■ Source information:
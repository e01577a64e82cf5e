use vtask_models::{JobKind, StoredFileId};
use vtask_queue::AddSubtitlesJob;
use vtask_storage::NewStoredFile;

use super::{output_name, require};
use crate::context::JobContext;
use crate::error::{WorkerError, WorkerResult};
use crate::logging::JobLogger;
use crate::translate::translate_srt;

/// Transcribe a stored video, translate if needed, and add the subtitles.
pub async fn add_subtitles(ctx: &JobContext, job: &AddSubtitlesJob) -> WorkerResult<StoredFileId> {
    let logger = JobLogger::new(&job.task_id, JobKind::AddSubtitles);

    require("origin_language", &job.origin_language)?;
    require("target_language", &job.target_language)?;
    require("owner", &job.owner)?;
    job.options
        .validate()
        .map_err(|e| WorkerError::validation(e.to_string()))?;

    logger.log_start(&format!(
        "{} ({} -> {})",
        job.file_id, job.origin_language, job.target_language
    ));

    let video = ctx.files.load(&job.file_id).await?;

    let audio = ctx.toolchain.extract_audio(&video).await?;
    logger.log_progress("audio extracted");

    let transcript = ctx.toolchain.transcribe(&audio, &job.origin_language).await?;
    logger.log_progress("transcription finished");

    let subtitles = if job.needs_translation() {
        let translated = translate_srt(ctx.translator.as_ref(), &transcript, &job.target_language).await?;
        logger.log_progress(&format!("translated to {}", job.target_language));
        translated
    } else {
        transcript
    };

    let artifact = ctx.toolchain.burn_or_mux(&video, &subtitles, &job.options).await?;
    logger.log_progress(&format!(
        "{} subtitles added ({})",
        if job.options.use_soft_subtitles { "soft" } else { "hard" },
        job.options.subtitle_format
    ));

    let file_id = StoredFileId::new();
    let meta = NewStoredFile::new(
        job.owner.clone(),
        output_name(&job.output_filename, artifact.container),
        artifact.container.content_type(),
    );
    ctx.files.save(&file_id, meta, artifact.data).await?;

    logger.log_completion(&format!("stored as {}", file_id));
    Ok(file_id)
}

■ Assignment: Referring to the material above, set down exactly the lines between the line with "add the subtitles." and the line with "let file_id = StoredFileId::new();", inclusive, and no other lines.

■ Exercise response:
/// Transcribe a stored video, translate if needed, and add the subtitles.
pub async fn add_subtitles(ctx: &JobContext, job: &AddSubtitlesJob) -> WorkerResult<StoredFileId> {
    let logger = JobLogger::new(&job.task_id, JobKind::AddSubtitles);

    require("origin_language", &job.origin_language)?;
    require("target_language", &job.target_language)?;
    require("owner", &job.owner)?;
    job.options
        .validate()
        .map_err(|e| WorkerError::validation(e.to_string()))?;

    logger.log_start(&format!(
        "{} ({} -> {})",
        job.file_id, job.origin_language, job.target_language
    ));

    let video = ctx.files.load(&job.file_id).await?;

    let audio = ctx.toolchain.extract_audio(&video).await?;
    logger.log_progress("audio extracted");

    let transcript = ctx.toolchain.transcribe(&audio, &job.origin_language).await?;
    logger.log_progress("transcription finished");

    let subtitles = if job.needs_translation() {
        let translated = translate_srt(ctx.translator.as_ref(), &transcript, &job.target_language).await?;
        logger.log_progress(&format!("translated to {}", job.target_language));
        translated
    } else {
        transcript
    };

    let artifact = ctx.toolchain.burn_or_mux(&video, &subtitles, &job.options).await?;
    logger.log_progress(&format!(
        "{} subtitles added ({})",
        if job.options.use_soft_subtitles { "soft" } else { "hard" },
        job.options.subtitle_format
    ));

    let file_id = StoredFileId::new();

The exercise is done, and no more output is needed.